Coyne, Jerry A. Why Evolution is True. Viking, New York. 2009. page 52

**As a young earth creationist, unlike Michael Behe, I do not believe in common “descent” in the sense that all creatures are related through breeding. I do, however, believe in common origins. I will discuss this point in later posts.

*** Behe’s thesis of irreducible complexity is rejected by the scientific community on the grounds that it is not falsifiable.  Behe’s theory can easily be proven through statistics.  The evolutionists, however, point out that Behe can’t ever prove that a structure is really irreducibly complex, because there might be a “reducible” answer to each individual case that simply has not been discovered yet.  This may sound alluring at first, but to believe that all of the extremely complex, nearly perfectly calibrated biological structures inside of us were able to evolve through one step or two step mutations is patently absurd.  In order to believe this you have to be either ignorant (which is no sin), or you have to have a lot of faith in the scientists.  The top scientists who come up with this stuff do so because of their inherent belief that a completely natural explanation exists.

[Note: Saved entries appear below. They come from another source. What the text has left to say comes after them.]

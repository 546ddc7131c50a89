/// Batch runner: every stage over a directory of per-transmitter CSVs.
///
/// Tracks are independent, so each stage fans them out on a rayon pool.
/// A track that fails is logged with its transmitter id and left out of the
/// stage output and summary; the rest of the batch carries on.

use std::fs::create_dir_all;
use std::path::{Path, PathBuf};
use std::time::Instant;

use rayon::prelude::*;
use rayon::{ThreadPool, ThreadPoolBuilder};

use crate::area_filter::crop_to_area;
use crate::coherence_filter::CoherenceFilter;
use crate::comparison::{compare_tracks, find_raw_file, write_comparison_gpx};
use crate::config::PipelineConfig;
use crate::douglas_peucker::Simplifier;
use crate::error::{TrackError, TrackResult};
use crate::movement_metrics::analyze_track;
use crate::quality_filter::filter_by_quality;
use crate::spatial_filter::{filter_spatial, LandMask};
use crate::summary::{print_summary, write_summary, SummaryRow};
use crate::telemetry::Trajectory;
use crate::temporal_corrector::TemporalCorrector;
use crate::track_io::{collect_track_files, pick_raw_files, read_trajectory, transmitter_id_from_path, write_trajectory};

pub const METRICS_DIR: &str = "07_metrics";
pub const COMPARISON_DIR: &str = "08_comparison";

/// Track-to-track cleaning stages, in pipeline order.
#[derive(Debug, Clone, Copy, PartialEq, Eq)]
pub enum Stage {
    Quality,
    Spatial,
    Temporal,
    Coherence,
    Simplify,
    Area,
}

impl Stage {
    pub const ALL: [Stage; 6] = [
        Stage::Quality,
        Stage::Spatial,
        Stage::Temporal,
        Stage::Coherence,
        Stage::Simplify,
        Stage::Area,
    ];

    pub fn name(self) -> &'static str {
        match self {
            Stage::Quality => "quality",
            Stage::Spatial => "spatial",
            Stage::Temporal => "temporal",
            Stage::Coherence => "coherence",
            Stage::Simplify => "simplified",
            Stage::Area => "area",
        }
    }

    /// File stem suffix of the tracks this stage writes.
    pub fn suffix(self) -> String {
        format!("_{}", self.name())
    }

    /// File stem suffix of the tracks this stage reads; raw input takes any
    /// CSV, narrowed to one export per transmitter.
    pub fn input_suffix(self) -> String {
        match self.previous() {
            Some(prev) => prev.suffix(),
            None => String::new(),
        }
    }

    pub fn previous(self) -> Option<Stage> {
        match self {
            Stage::Quality => None,
            Stage::Spatial => Some(Stage::Quality),
            Stage::Temporal => Some(Stage::Spatial),
            Stage::Coherence => Some(Stage::Temporal),
            Stage::Simplify => Some(Stage::Coherence),
            // The focus crop applies to the simplified tracks.
            Stage::Area => Some(Stage::Simplify),
        }
    }

    /// Sub-directory of the work dir holding this stage's output.
    pub fn dir_name(self) -> String {
        let index = Stage::ALL.iter().position(|s| *s == self).unwrap_or(0) + 1;
        format!("{:02}_{}", index, self.name())
    }

    pub fn title(self) -> &'static str {
        match self {
            Stage::Quality => "Quality filter",
            Stage::Spatial => "Spatial filter",
            Stage::Temporal => "Temporal correction",
            Stage::Coherence => "Coherence (speed) filter",
            Stage::Simplify => "Douglas-Peucker simplification",
            Stage::Area => "Focus area crop",
        }
    }
}

/// Outcome of one stage over a batch.
#[derive(Debug, Clone, Default, PartialEq)]
pub struct BatchReport {
    pub processed: usize,
    /// `(transmitter_id, reason)` for every track left out.
    pub skipped: Vec<(String, String)>,
}

fn build_pool(config: &PipelineConfig) -> TrackResult<ThreadPool> {
    let threads = config.worker_threads();
    println!("⚡ Using parallel processing on {} threads", threads);
    ThreadPoolBuilder::new()
        .num_threads(threads)
        .build()
        .map_err(|e| TrackError::Config(format!("cannot build worker pool: {}", e)))
}

/// Runs `task` on every file, returning rows and skips ordered by transmitter id.
/// `Ok(None)` marks a track with nothing to report; it is skipped with `empty_reason`.
fn map_tracks<T, F>(pool: &ThreadPool, files: &[PathBuf], empty_reason: &str, task: F) -> (Vec<T>, BatchReport)
where
    T: Send,
    F: Fn(&Path, &str) -> TrackResult<Option<T>> + Sync,
{
    let mut outcomes: Vec<(String, TrackResult<Option<T>>)> = pool.install(|| {
        files
            .par_iter()
            .map(|path| {
                let id = transmitter_id_from_path(path);
                let outcome = task(path, &id);
                (id, outcome)
            })
            .collect()
    });
    outcomes.sort_by(|a, b| a.0.cmp(&b.0));

    let mut rows = Vec::with_capacity(outcomes.len());
    let mut report = BatchReport::default();
    for (id, outcome) in outcomes {
        match outcome {
            Ok(Some(row)) => rows.push(row),
            Ok(None) => report.skipped.push((id, empty_reason.to_string())),
            Err(e) => {
                tracing::warn!(transmitter = %id, error = %e, "track skipped");
                report.skipped.push((id, e.to_string()));
            }
        }
    }
    report.processed = rows.len();
    (rows, report)
}

fn finish<T: SummaryRow>(title: &str, rows: &[T], report: &BatchReport, summary_path: &Path, started: Instant) -> TrackResult<()> {
    write_summary(rows, summary_path)?;
    print_summary(title, rows);

    println!(
        "\n✅ {} track(s) processed in {:.2} seconds",
        report.processed,
        started.elapsed().as_secs_f64()
    );
    for (id, reason) in &report.skipped {
        println!("   ⚠️  {} skipped: {}", id, reason);
    }
    println!("📄 Summary CSV saved to: {}", summary_path.display());
    Ok(())
}

fn discover(input_dir: &Path, suffix: &str) -> TrackResult<Vec<PathBuf>> {
    let files = collect_track_files(input_dir, suffix)?;
    println!("📁 Found {} track files in {}", files.len(), input_dir.display());
    if files.is_empty() {
        tracing::warn!(dir = %input_dir.display(), suffix, "no track files found");
    }
    Ok(files)
}

/// Reads, cleans and rewrites every track of one stage.
fn run_cleaning<T, F>(
    stage: Stage,
    pool: &ThreadPool,
    files: &[PathBuf],
    output_dir: &Path,
    step: F,
) -> TrackResult<BatchReport>
where
    T: SummaryRow + Send,
    F: Fn(Trajectory) -> TrackResult<(Trajectory, T)> + Sync,
{
    let started = Instant::now();
    let suffix = stage.suffix();

    let (rows, report) = map_tracks(pool, files, "no output", |path, id| {
        let (cleaned, stats) = step(read_trajectory(path)?)?;
        write_trajectory(&output_dir.join(format!("{}{}.csv", id, suffix)), &cleaned)?;
        Ok(Some(stats))
    });

    let summary_path = output_dir.join(format!("{}_summary.csv", stage.name()));
    finish(stage.title(), &rows, &report, &summary_path, started)?;
    Ok(report)
}

pub fn run_stage(stage: Stage, input_dir: &Path, output_dir: &Path, config: &PipelineConfig) -> TrackResult<BatchReport> {
    println!("\n🐢 {}", stage.title().to_uppercase());
    println!("{}", "=".repeat(60));

    create_dir_all(output_dir)?;
    let mut files = discover(input_dir, &stage.input_suffix())?;
    if stage.previous().is_none() {
        files = pick_raw_files(files);
    }
    let pool = build_pool(config)?;

    match stage {
        Stage::Quality => {
            let accepted = &config.quality.accepted;
            run_cleaning(stage, &pool, &files, output_dir, |t| filter_by_quality(t, accepted))
        }
        Stage::Spatial => {
            let mask = match &config.spatial.land_polygons {
                Some(path) => Some(LandMask::load(path)?),
                None => None,
            };
            let area = config.spatial.study_area;
            run_cleaning(stage, &pool, &files, output_dir, |t| Ok(filter_spatial(t, &area, mask.as_ref())))
        }
        Stage::Temporal => {
            let corrector = TemporalCorrector::new(&config.temporal);
            run_cleaning(stage, &pool, &files, output_dir, |t| corrector.correct(t))
        }
        Stage::Coherence => {
            let filter = CoherenceFilter::new(&config.coherence);
            run_cleaning(stage, &pool, &files, output_dir, |t| filter.filter(t))
        }
        Stage::Simplify => {
            let simplifier = Simplifier::new(&config.simplify);
            tracing::info!(epsilon_deg = simplifier.epsilon_deg(), "tolerance {} m", config.simplify.tolerance_m);
            run_cleaning(stage, &pool, &files, output_dir, |t| simplifier.simplify(t))
        }
        Stage::Area => {
            let focus = config.area.focus_area;
            run_cleaning(stage, &pool, &files, output_dir, |t| Ok(crop_to_area(t, &focus)))
        }
    }
}

/// Movement metrics over the simplified tracks in `input_dir`.
pub fn run_metrics(input_dir: &Path, output_dir: &Path, config: &PipelineConfig) -> TrackResult<BatchReport> {
    println!("\n🐢 MOVEMENT METRICS");
    println!("{}", "=".repeat(60));

    create_dir_all(output_dir)?;
    let files = discover(input_dir, &Stage::Simplify.suffix())?;
    let pool = build_pool(config)?;
    let started = Instant::now();

    let (rows, report) = map_tracks(&pool, &files, "fewer than two points", |path, _| {
        analyze_track(&read_trajectory(path)?, &config.metrics)
    });

    finish("Movement metrics", &rows, &report, &output_dir.join("movement_metrics_summary.csv"), started)?;
    Ok(report)
}

/// Raw vs simplified counts and a two-track GPX per transmitter.
pub fn run_comparison(
    raw_dir: &Path,
    processed_dir: &Path,
    output_dir: &Path,
    config: &PipelineConfig,
) -> TrackResult<BatchReport> {
    println!("\n🐢 RAW VS PROCESSED");
    println!("{}", "=".repeat(60));

    create_dir_all(output_dir)?;
    let files = discover(processed_dir, &Stage::Simplify.suffix())?;
    let pool = build_pool(config)?;
    let started = Instant::now();

    let (rows, report) = map_tracks(&pool, &files, "no output", |path, id| {
        let raw_path = find_raw_file(raw_dir, id)?.ok_or_else(|| {
            TrackError::Io(std::io::Error::new(
                std::io::ErrorKind::NotFound,
                format!("no raw file for {} in {}", id, raw_dir.display()),
            ))
        })?;

        let raw = read_trajectory(&raw_path)?;
        let processed = read_trajectory(path)?;
        write_comparison_gpx(&output_dir.join(format!("{}_comparison.gpx", id)), &raw, &processed)?;
        Ok(Some(compare_tracks(&raw, &processed)))
    });

    finish("Raw vs processed", &rows, &report, &output_dir.join("comparison_summary.csv"), started)?;
    Ok(report)
}

/// Runs the whole chain from `raw_dir`, one sub-directory per step under `work_dir`.
pub fn run_all(raw_dir: &Path, work_dir: &Path, config: &PipelineConfig) -> TrackResult<Vec<(String, BatchReport)>> {
    let mut reports = Vec::new();

    for stage in Stage::ALL {
        let input_dir = match stage.previous() {
            Some(prev) => work_dir.join(prev.dir_name()),
            None => raw_dir.to_path_buf(),
        };
        let report = run_stage(stage, &input_dir, &work_dir.join(stage.dir_name()), config)?;
        reports.push((stage.name().to_string(), report));
    }

    let simplified_dir = work_dir.join(Stage::Simplify.dir_name());
    let metrics = run_metrics(&simplified_dir, &work_dir.join(METRICS_DIR), config)?;
    reports.push(("metrics".to_string(), metrics));

    let comparison = run_comparison(raw_dir, &simplified_dir, &work_dir.join(COMPARISON_DIR), config)?;
    reports.push(("comparison".to_string(), comparison));

    println!("\n🎉 PIPELINE COMPLETE");
    println!("{}", "=".repeat(60));
    for (name, report) in &reports {
        println!("  {:<12} {:>4} processed  {:>4} skipped", name, report.processed, report.skipped.len());
    }
    println!("📁 Output saved to: {}", work_dir.display());

    Ok(reports)
}
/// Errors raised while loading, cleaning or writing telemetry tracks.
///
/// A `TrackError` is always scoped to one trajectory (or to the stage setup);
/// the batch runner logs it against the transmitter id and moves on.

use thiserror::Error;

#[derive(Debug, Error)]
pub enum TrackError {
    #[error("required field '{0}' not found in track header")]
    MissingRequiredField(String),

    #[error("cannot parse {field} value '{value}' (row {row})")]
    UnparseableValue {
        field: String,
        value: String,
        row: usize,
    },

    #[error("land geometry unavailable: {0}")]
    GeometryUnavailable(String),

    #[error("invalid configuration: {0}")]
    Config(String),

    #[error("IO error: {0}")]
    Io(#[from] std::io::Error),

    #[error("CSV error: {0}")]
    Csv(#[from] csv::Error),

    #[error("GPX error: {0}")]
    Gpx(#[from] gpx::errors::GpxError),
}

pub type TrackResult<T> = Result<T, TrackError>;
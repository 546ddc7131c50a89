/// Per-stage summary tables.
///
/// One row per processed transmitter plus an optional TOTAL row, written
/// with `csv::Writer` and echoed to the console.

use std::path::Path;

use csv::Writer;

use crate::error::TrackResult;

/// Stem suffix shared by every summary table so track discovery skips them.
pub const SUMMARY_SUFFIX: &str = "_summary";

/// Statistics record that can be laid out as one summary table row.
pub trait SummaryRow {
    fn headers() -> Vec<&'static str>;

    fn row(&self) -> Vec<String>;

    /// Aggregated TOTAL row for a whole batch; `None` when the table has none.
    fn totals(_rows: &[Self]) -> Option<Vec<String>>
    where
        Self: Sized,
    {
        None
    }
}

pub fn write_summary<T: SummaryRow>(rows: &[T], output_path: &Path) -> TrackResult<()> {
    let mut wtr = Writer::from_path(output_path)?;

    wtr.write_record(T::headers())?;
    for row in rows {
        wtr.write_record(row.row())?;
    }
    if let Some(totals) = T::totals(rows) {
        wtr.write_record(totals)?;
    }

    wtr.flush()?;
    Ok(())
}

/// Console rendering of a summary table.
pub fn print_summary<T: SummaryRow>(title: &str, rows: &[T]) {
    let headers = T::headers();
    let mut lines: Vec<Vec<String>> = rows.iter().map(|r| r.row()).collect();
    if let Some(totals) = T::totals(rows) {
        lines.push(totals);
    }

    let widths: Vec<usize> = headers
        .iter()
        .enumerate()
        .map(|(i, h)| {
            lines
                .iter()
                .filter_map(|l| l.get(i))
                .map(|v| v.len())
                .max()
                .unwrap_or(0)
                .max(h.len())
        })
        .collect();

    let render = |cells: Vec<String>| {
        cells
            .iter()
            .zip(&widths)
            .map(|(c, w)| format!("{:>width$}", c, width = w))
            .collect::<Vec<_>>()
            .join("  ")
    };

    let header_line = render(headers.iter().map(|h| h.to_string()).collect());
    println!("\n📊 {}", title);
    println!("{}", "=".repeat(header_line.len().max(title.len() + 3)));
    println!("{}", header_line);
    for line in lines {
        println!("{}", render(line));
    }
}

/// Percentage of `part` in `whole` rounded to one decimal, 0 for an empty whole.
pub fn percent(part: usize, whole: usize) -> f64 {
    if whole == 0 {
        0.0
    } else {
        round_to(part as f64 / whole as f64 * 100.0, 1)
    }
}

pub fn round_to(value: f64, decimals: i32) -> f64 {
    let factor = 10f64.powi(decimals);
    (value * factor).round() / factor
}

pub fn mean(values: &[f64]) -> f64 {
    if values.is_empty() {
        0.0
    } else {
        values.iter().sum::<f64>() / values.len() as f64
    }
}

pub fn median(values: &[f64]) -> f64 {
    if values.is_empty() {
        return 0.0;
    }

    let mut sorted = values.to_vec();
    sorted.sort_by(|a, b| a.total_cmp(b));
    let mid = sorted.len() / 2;
    if sorted.len() % 2 == 0 {
        (sorted[mid - 1] + sorted[mid]) / 2.0
    } else {
        sorted[mid]
    }
}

2 Responses to “Why Evolution is Wrong, post 3 of 10: Irreducible Complexity.”

  1. 1 Dan May 21, 2010 at 9:14 pm

    Whoa, just checked out your other blog posts besides our running discussion, and dear goodness, you don’t know much about biology or Behe do you?

    I actually got my B.Sc. in Molecular Biology at Lehigh and took seminar class of his, where actually the other staff let him present his argument of Irreducible Complexity. Even then, as an 18 year old kid (it was my freshman year, and just after his publication of Darwin’s Black Box), I knew enough to recognize that his arguments didn’t hold up to scrutiny.

    But actually, he did eventually put his ideas to the test – as opposed to just making claims that he had never backed up with hard evidence. In 2004 he published the results of a study in the scientific journal Protein Science (I’m pretty sure it’s still available for free online). As the hypothesis, he came up with what was sure to be a condition that couldn’t possibly evolve given a near-infinite number of generations in a population of bacteria. Granted, the study was done in Silica because so many generations would take the age of the earth to reproduce, but in a computer program it would take minutes. What did Behe find? That it would take a population of bacteria which could fit in 1 cubic meter of soil a tiny 10,000 years to evolve something Irreducibly Complex. That’s almost nothing in geologic time. That pretty much refutes “IC”. And that is all Behe has ever done to test his claims. Ever.

    Oh, and by the way, Behe doesn’t think that Genesis is even close to “historically accurate” either. He’s very much an Old Earth Creationist, and on the record as accepting that humans evolved from primates.

  2. 2 schildan May 22, 2010 at 11:23 am

    Yes, I know Behe is not a young earth creationist. I mention that in one of my posts (I’m not sure if it’s one I’ve posted yet or not).